Прекращаются толчки, писк и скрежет лыж о лед; надрывный вой двигателей сменяется ровным гулом — мы летим. Слева остаются море, красные обрывистые скалы, окаймляющие бухты, и отдельные темные острова. Справа — ослепительное солнце. Глубокие трещины прорезают проползающую под нами унылую монотонную плоскость, высекая на белой поверхности очертания купола. Однообразный ландшафт, гул и тряска действуют как снотворное. Летим низко. Над заливом Прюдс сильно трясет, часто попадаем в воздушные ямы. Внизу поля битого льда, скопления айсбергов, торосов. Иногда самолет ныряет вниз, вода угрожающе приближается, но затем мы медленно-медленно ползем наверх. Материк где-то справа, с небольшой высоты (300 м) его не видно.

Наконец у самого горизонта начинают редеть облака. Над центральным районом Антарктиды — область повышенного давления, и сейчас впереди видна узкая полоса чистого неба. Проходит еще несколько часов полета. Где-то внизу уже должен быть Мирный. Наконец видим на вершине сопки емкости с горючим. Самолет делает заход над припаем, и мы приземляемся.

Утром Пушкин уезжает на разведку мест погружений, а я монтирую компрессор. Компрессор отрегулирован на давление 200 атм. В комплекс установки входят водомаслоотделитель и фильтр, заряженный активированным углем. Это устройство очищает воздух от масла, вредных примесей, пыли и влаги, однако окиси углерода оно не задерживает. Поэтому мне каждый раз приходится внимательно следить за появлением тягачей и вездеходов, рычащих на спуске к гаражу и выпускающих облако сизых выхлопных газов, которые содержат убийственную для тех, кто должен спуститься под воду, дозу угарного газа.
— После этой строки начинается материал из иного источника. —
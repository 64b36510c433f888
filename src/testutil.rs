//! Scripted fake device and collaborator doubles for the test suite.
//!
//! `FakeDevice` implements the device side of the bootloader wire protocol
//! and records every upload and page-program command, so tests can assert on
//! the exact frame traffic. `MockFactory`/`MockLink` expose it through the
//! link seam, `FakeAppClient` stands in for the application-mode client.

use std::cell::RefCell;
use std::collections::{BTreeMap, HashMap, VecDeque};
use std::rc::Rc;
use std::time::Duration;

use crate::bllink::{Link, LinkFactory};
use crate::deck::{AppClient, DeckRecord};
use crate::error::Result;
use crate::packets::TargetInfo;

const CMD_GET_INFO: u8 = 0x10;
const CMD_LOAD_BUFFER: u8 = 0x14;
const CMD_WRITE_FLASH: u8 = 0x18;
const CMD_READ_FLASH: u8 = 0x1C;
const CMD_RESET_INIT: u8 = 0xFF;
const CMD_RESET: u8 = 0xF0;

/// One recorded LOAD_BUFFER frame
#[derive(Debug, Clone)]
pub struct UploadRecord {
    pub addr: u8,
    pub buffer_page: u16,
    pub offset: u16,
    pub data: Vec<u8>,
}

/// One recorded WRITE_FLASH frame
#[derive(Debug, Clone, PartialEq, Eq)]
pub struct WriteRecord {
    pub addr: u8,
    pub buffer_page: u16,
    pub flash_page: u16,
    pub num_pages: u16,
}

struct DeviceInner {
    targets: HashMap<u8, TargetInfo>,
    silent: bool,
    fail_write_with: Option<u8>,
    skew_read_echo: bool,
    uploads: Vec<UploadRecord>,
    writes: Vec<WriteRecord>,
    bootloader_resets: usize,
    firmware_resets: usize,
}

/// Device side of the bootloader protocol, shared between links
#[derive(Clone)]
pub struct FakeDevice(Rc<RefCell<DeviceInner>>);

impl FakeDevice {
    /// A CF2 with the reference geometry used throughout the test suite:
    /// 1024-byte pages, 10 buffer pages, 128 flash pages, firmware at 16
    pub fn cf2() -> Self {
        let mut targets = HashMap::new();
        targets.insert(0xFF, target_info(0xFF, 1024, 10, 128, 16, 0x10));
        targets.insert(0xFE, target_info(0xFE, 1024, 1, 232, 88, 0x10));
        FakeDevice(Rc::new(RefCell::new(DeviceInner {
            targets,
            silent: false,
            fail_write_with: None,
            skew_read_echo: false,
            uploads: Vec::new(),
            writes: Vec::new(),
            bootloader_resets: 0,
            firmware_resets: 0,
        })))
    }

    /// A single-MCU CF1 advertising the given protocol version
    pub fn cf1(version: u8) -> Self {
        let device = FakeDevice::cf2();
        {
            let mut inner = device.0.borrow_mut();
            inner.targets.remove(&0xFE);
            inner.targets.insert(0xFF, target_info(0xFF, 1024, 10, 128, 16, version));
        }
        device
    }

    /// Override the protocol version advertised by the STM32 target
    pub fn with_protocol_version(self, version: u8) -> Self {
        {
            let mut inner = self.0.borrow_mut();
            let info = inner.targets.get_mut(&0xFF).unwrap();
            info.version = version;
        }
        self
    }

    /// Stop answering any request, as if the device were gone
    pub fn set_silent(&self, silent: bool) {
        self.0.borrow_mut().silent = silent;
    }

    pub fn is_silent(&self) -> bool {
        self.0.borrow().silent
    }

    /// Answer every WRITE_FLASH with the given device error code
    pub fn fail_writes_with(&self, code: u8) {
        self.0.borrow_mut().fail_write_with = Some(code);
    }

    /// Echo the wrong page in READ_FLASH responses, as a stale packet would
    pub fn skew_read_echo(&self) {
        self.0.borrow_mut().skew_read_echo = true;
    }

    pub fn uploads(&self) -> Vec<UploadRecord> {
        self.0.borrow().uploads.clone()
    }

    /// Buffer pages touched by uploads, one entry per page (chunks collapsed)
    pub fn uploaded_pages(&self) -> Vec<u16> {
        let mut pages: Vec<u16> = Vec::new();
        for upload in self.0.borrow().uploads.iter() {
            if pages.last() != Some(&upload.buffer_page) {
                pages.push(upload.buffer_page);
            }
        }
        pages
    }

    pub fn writes(&self) -> Vec<WriteRecord> {
        self.0.borrow().writes.clone()
    }

    pub fn bootloader_resets(&self) -> usize {
        self.0.borrow().bootloader_resets
    }

    pub fn firmware_resets(&self) -> usize {
        self.0.borrow().firmware_resets
    }

    /// Handle one command frame, returning the device response if any
    pub fn handle(&self, frame: &[u8]) -> Option<Vec<u8>> {
        let mut inner = self.0.borrow_mut();
        if inner.silent || frame.len() < 3 || frame[0] != 0xFF {
            return None;
        }
        let target = frame[1];
        match frame[2] {
            CMD_GET_INFO => {
                let info = inner.targets.get(&target)?;
                let mut response = vec![0xFF, target, CMD_GET_INFO];
                response.extend_from_slice(&info.page_size.to_le_bytes());
                response.extend_from_slice(&info.buffer_pages.to_le_bytes());
                response.extend_from_slice(&info.flash_pages.to_le_bytes());
                response.extend_from_slice(&info.start_page.to_le_bytes());
                response.extend_from_slice(&[0u8; 12]);
                response.push(info.version);
                Some(response)
            }
            CMD_LOAD_BUFFER => {
                inner.uploads.push(UploadRecord {
                    addr: target,
                    buffer_page: u16::from_le_bytes([frame[3], frame[4]]),
                    offset: u16::from_le_bytes([frame[5], frame[6]]),
                    data: frame[7..].to_vec(),
                });
                None
            }
            CMD_WRITE_FLASH => {
                inner.writes.push(WriteRecord {
                    addr: target,
                    buffer_page: u16::from_le_bytes([frame[3], frame[4]]),
                    flash_page: u16::from_le_bytes([frame[5], frame[6]]),
                    num_pages: u16::from_le_bytes([frame[7], frame[8]]),
                });
                let error = inner.fail_write_with.unwrap_or(0);
                Some(vec![0xFF, target, CMD_WRITE_FLASH, 1, error])
            }
            CMD_READ_FLASH => {
                let mut page = u16::from_le_bytes([frame[3], frame[4]]);
                if inner.skew_read_echo {
                    page = page.wrapping_add(1);
                }
                let mut response = vec![0xFF, target, CMD_READ_FLASH];
                response.extend_from_slice(&page.to_le_bytes());
                response.extend_from_slice(&frame[5..7]);
                response.extend_from_slice(&[0x5A; 27]);
                Some(response)
            }
            CMD_RESET_INIT => {
                Some(vec![0xFF, target, CMD_RESET_INIT, 0xE7, 0xE7, 0xE7, 0xE7, 0xE7])
            }
            CMD_RESET => {
                if frame.get(3) == Some(&0x01) {
                    inner.firmware_resets += 1;
                } else {
                    inner.bootloader_resets += 1;
                }
                None
            }
            _ => None,
        }
    }
}

fn target_info(id: u8, page_size: u16, buffer_pages: u16, flash_pages: u16, start_page: u16, version: u8) -> TargetInfo {
    TargetInfo {
        id,
        addr: id,
        page_size,
        buffer_pages,
        flash_pages,
        start_page,
        version,
    }
}

/// [`Link`] backed by a [`FakeDevice`]
pub struct MockLink {
    device: FakeDevice,
    rx: VecDeque<Vec<u8>>,
}

impl Link for MockLink {
    async fn send(&mut self, packet: &[u8]) -> Result<()> {
        if let Some(response) = self.device.handle(packet) {
            self.rx.push_back(response);
        }
        Ok(())
    }

    async fn receive(&mut self, _timeout: Duration) -> Result<Option<Vec<u8>>> {
        Ok(self.rx.pop_front())
    }

    async fn close(&mut self) {
        self.rx.clear();
    }
}

/// [`LinkFactory`] handing out [`MockLink`]s to one shared [`FakeDevice`]
pub struct MockFactory {
    device: FakeDevice,
}

impl MockFactory {
    pub fn new(device: FakeDevice) -> Self {
        MockFactory { device }
    }
}

impl LinkFactory for MockFactory {
    type Link = MockLink;

    async fn scan(&mut self) -> Result<Option<String>> {
        if self.device.is_silent() {
            Ok(None)
        } else {
            Ok(Some("mock://bootloader".to_string()))
        }
    }

    async fn open(&mut self, _uri: &str) -> Result<MockLink> {
        Ok(MockLink {
            device: self.device.clone(),
            rx: VecDeque::new(),
        })
    }
}

struct AppInner {
    decks: BTreeMap<u8, DeckRecord>,
    // index -> number of queries before the deck reports started
    started_after: HashMap<u8, usize>,
    queries: usize,
    writes: Vec<(u8, u32, Vec<u8>)>,
    write_result: bool,
    connected: bool,
    connects: usize,
}

/// Scripted application-mode client for deck pipeline tests
#[derive(Clone)]
pub struct FakeAppClient(Rc<RefCell<AppInner>>);

impl FakeAppClient {
    pub fn new(decks: Vec<DeckRecord>) -> Self {
        let decks = decks.into_iter().map(|d| (d.index, d)).collect();
        FakeAppClient(Rc::new(RefCell::new(AppInner {
            decks,
            started_after: HashMap::new(),
            queries: 0,
            writes: Vec::new(),
            write_result: true,
            connected: false,
            connects: 0,
        })))
    }

    /// Report the deck as not started until `queries` queries have been made
    pub fn started_after(&self, index: u8, queries: usize) {
        self.0.borrow_mut().started_after.insert(index, queries);
    }

    pub fn fail_writes(&self) {
        self.0.borrow_mut().write_result = false;
    }

    pub fn writes(&self) -> Vec<(u8, u32, Vec<u8>)> {
        self.0.borrow().writes.clone()
    }

    pub fn connects(&self) -> usize {
        self.0.borrow().connects
    }

    pub fn is_connected(&self) -> bool {
        self.0.borrow().connected
    }
}

impl AppClient for FakeAppClient {
    async fn connect(&mut self, _uri: &str) -> Result<()> {
        let mut inner = self.0.borrow_mut();
        inner.connected = true;
        inner.connects += 1;
        Ok(())
    }

    async fn disconnect(&mut self) {
        self.0.borrow_mut().connected = false;
    }

    async fn query_decks(&mut self) -> Result<BTreeMap<u8, DeckRecord>> {
        let mut inner = self.0.borrow_mut();
        inner.queries += 1;
        let queries = inner.queries;
        let started_after = inner.started_after.clone();
        let mut decks = inner.decks.clone();
        for (index, deck) in decks.iter_mut() {
            if let Some(after) = started_after.get(index) {
                deck.is_started = queries > *after;
            }
        }
        Ok(decks)
    }

    async fn deck_write(&mut self, index: u8, offset: u32, data: &[u8]) -> Result<bool> {
        let mut inner = self.0.borrow_mut();
        inner.writes.push((index, offset, data.to_vec()));
        Ok(inner.write_result)
    }
}

/// A deck record with every upgrade capability enabled
pub fn upgradable_deck(index: u8, name: &str) -> DeckRecord {
    DeckRecord {
        index,
        name: name.to_string(),
        is_started: true,
        supports_fw_upgrade: true,
        is_fw_upgrade_required: true,
        is_bootloader_active: true,
    }
}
Концентрация угарного газа более 0,004 миллиграмма на литр, взятая при нормальном давлении, недопустима для воздуха, которым водолазу придется дышать под водой, поскольку парциальное давление угарного газа и его отравляющее действие на водолаза увеличиваются в сжатом воздухе пропорционально увеличению давления.

Только к вечеру я установил компрессор, отремонтировал и проверил бокс для съемки. Пушкин определил место нового гидробиологического разреза у острова Фулмар, взорвал лед и расчистил две лунки, доставил к месту спусков крытый балок. Балок тот же самый, который использовали биологи во время работы в Одиннадцатой экспедиции: теплый, с газовой плитой, столом и стеллажами для снаряжения.

Место для работы Саша выбрал удачное. Лунки расположены у основания высокой стены острова Фулмар, который полностью прикрывает место наших погружений от стоковых ветров с материка. Мелкие острова в проливе между Фулмаром и Хасуэллом — единственная преграда для многочисленных айсбергов, дрейфующих со стороны шельфового ледника. Подводные флора и фауна здесь должны быть интересными.

Устанавливаем около одной из лунок ящик со снаряжением, закрепляем и опускаем в воду спусковой конец. Под нами глубина 28 м. Сегодня моя очередь спускаться первым.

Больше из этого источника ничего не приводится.